Real advice for first-time and early-career applicants 

You do not need a long work history to have a strong resume. Employers are often looking for reliability, attitude, and fit — not just credentials. Here is how to build a resume that shows all three, even if this is your first or second application ever.

Lead with a two-sentence summary that fits the job

At the top of your resume, write two sentences that connect your background directly to this specific role. Read the posting carefully and reflect their language back. This small step tells a hiring manager immediately that you are not blasting out hundreds of identical applications — and that matters.

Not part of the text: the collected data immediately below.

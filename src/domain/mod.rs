//! Domain Layer
//!
//! Contains the category entity, its store membership rules and write-time validation.

mod category;
mod entity;
mod stores;
mod validation;

pub use category::{
    Audit, AuditAction, AuditEntry, CategoryColor, CategoryIcon, CategoryId, CategoryPatch,
    CategoryRecord, NewCategory, StoreId,
};
pub use entity::{DomainError, DomainResult, Entity};
pub use stores::{subtract_stores, union_stores, StoreChip};
pub use validation::{validate_parent, NameRules, DEFAULT_NAME_MAX_LEN, DEFAULT_NAME_MIN_LEN};
//! Repository Layer - Core Traits
//!
//! Defines the abstract interfaces for data access and the external collaborators.
//! Implementations can use SQLite, in-memory, etc.

use async_trait::async_trait;
use chrono::{DateTime, Utc};

use crate::domain::{AuditAction, CategoryId, CategoryRecord, DomainError, DomainResult, Entity, StoreId};

/// Core repository trait for CRUD operations
///
/// Generic over any Entity type.
/// All operations are async to support various backends.
#[async_trait]
pub trait Repository<T: Entity>: Send + Sync {
    /// Create a new entity
    async fn create(&self, entity: &T) -> DomainResult<T>;

    /// Find entity by ID
    async fn find_by_id(&self, id: T::Id) -> DomainResult<Option<T>>;

    /// List all entities
    async fn list(&self) -> DomainResult<Vec<T>>;

    /// Update an existing entity.
    ///
    /// The stored version must equal the entity's version, otherwise the write fails with
    /// `ConcurrentModification`. Returns the entity with its version bumped.
    async fn update(&self, entity: &T) -> DomainResult<T>;

    /// Delete entity by ID, `NotFound` when absent
    async fn delete(&self, id: T::Id) -> DomainResult<()>;
}

/// Category storage collaborator
#[async_trait]
pub trait CategoryRepository: Repository<CategoryRecord> {
    async fn get(&self, id: CategoryId) -> DomainResult<CategoryRecord> {
        self.find_by_id(id).await?.ok_or(DomainError::NotFound(id))
    }
}

#[async_trait]
impl<R> CategoryRepository for R where R: Repository<CategoryRecord> {}

/// External store directory
#[async_trait]
pub trait StoreDirectory: Send + Sync {
    async fn exists(&self, store_id: &StoreId) -> DomainResult<bool>;

    /// Name for store chips; not needed for hierarchy correctness
    async fn display_name(&self, store_id: &StoreId) -> DomainResult<Option<String>>;
}

/// External audit trail
#[async_trait]
pub trait AuditSink: Send + Sync {
    async fn record(
        &self,
        category_id: CategoryId,
        actor: &str,
        action: &AuditAction,
        timestamp: DateTime<Utc>,
    ) -> DomainResult<()>;
}
//! Descendant Resolver
//!
//! Transitive children of a category, collected with an explicit stack.

use std::collections::HashSet;

use crate::domain::{CategoryId, CategoryRecord, DomainError, DomainResult};

use super::index::CategoryIndex;

/// Every category nested under `id`, excluding `id` itself
pub fn descendant_ids(records: &[CategoryRecord], id: CategoryId) -> DomainResult<HashSet<CategoryId>> {
    let index = CategoryIndex::new(records);
    let start = index.position(&id).ok_or(DomainError::NotFound(id))?;
    let children = index.child_positions();

    let mut visited = vec![false; records.len()];
    visited[start] = true;
    let mut result = HashSet::new();
    let mut to_visit = vec![start];

    while let Some(current) = to_visit.pop() {
        for &child in &children[current] {
            // A duplicate of `id` parented under the first occurrence is not a descendant
            if records[child].id == id {
                continue;
            }
            if visited[child] {
                return Err(DomainError::CycleDetected(records[child].id));
            }
            visited[child] = true;
            result.insert(records[child].id);
            to_visit.push(child);
        }
    }

    Ok(result)
}

/// Direct children in collection order. `None` lists the roots, including records
/// whose parent does not resolve.
pub fn children_of(records: &[CategoryRecord], parent: Option<CategoryId>) -> Vec<&CategoryRecord> {
    let index = CategoryIndex::new(records);
    match parent {
        Some(parent_id) => records
            .iter()
            .filter(|r| r.parent_id == Some(parent_id))
            .collect(),
        None => records
            .iter()
            .filter(|r| r.parent_id.map_or(true, |pid| !index.contains(&pid)))
            .collect(),
    }
}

Turn non-work experience into real evidence

School projects, volunteer work, sports teams, and part-time gigs all count. The key is framing them as accomplishments rather than duties. Instead of “helped at the food bank,” write “coordinated weekend food distribution for 40+ families.” Numbers and outcomes make experience feel real and specific.

  1. Pick three experiences — paid or unpaid — that relate to the job you want.
  2. Write one bullet for each, starting with an action verb: led, built, organized, created, supported, improved.
  3. Add a result or number wherever you honestly can: “served 30+ customers per shift,” “raised $400 for team equipment.”
  4. Cut anything that does not relate to the specific job you are applying for.

 

INTERVIEW TIP

When asked “do you have experience with X?” and you do not — never just say no. Say: “I haven’t done that specifically, but here’s something similar I handled…” and give a real example.

Employers value self-awareness and a learning mindset far more than a perfect match on paper.

Follow up — most candidates never do

Two to five days after applying, send a short email confirming your application and reiterating your interest. One sentence is enough. It puts your name in front of a hiring manager a second time and signals initiative — which is exactly what employers say they want from younger hires.

Super tip: If you are really interested in the position, send an follow up email as soon as possible

FORMAT MATTERS

Keep your resume to one page. Use a clean font like Arial or Calibri at 11pt. No photos, graphics, or colour — many employers use automated systems that cannot read heavily designed files. Plain formatting ensures your words actually get read.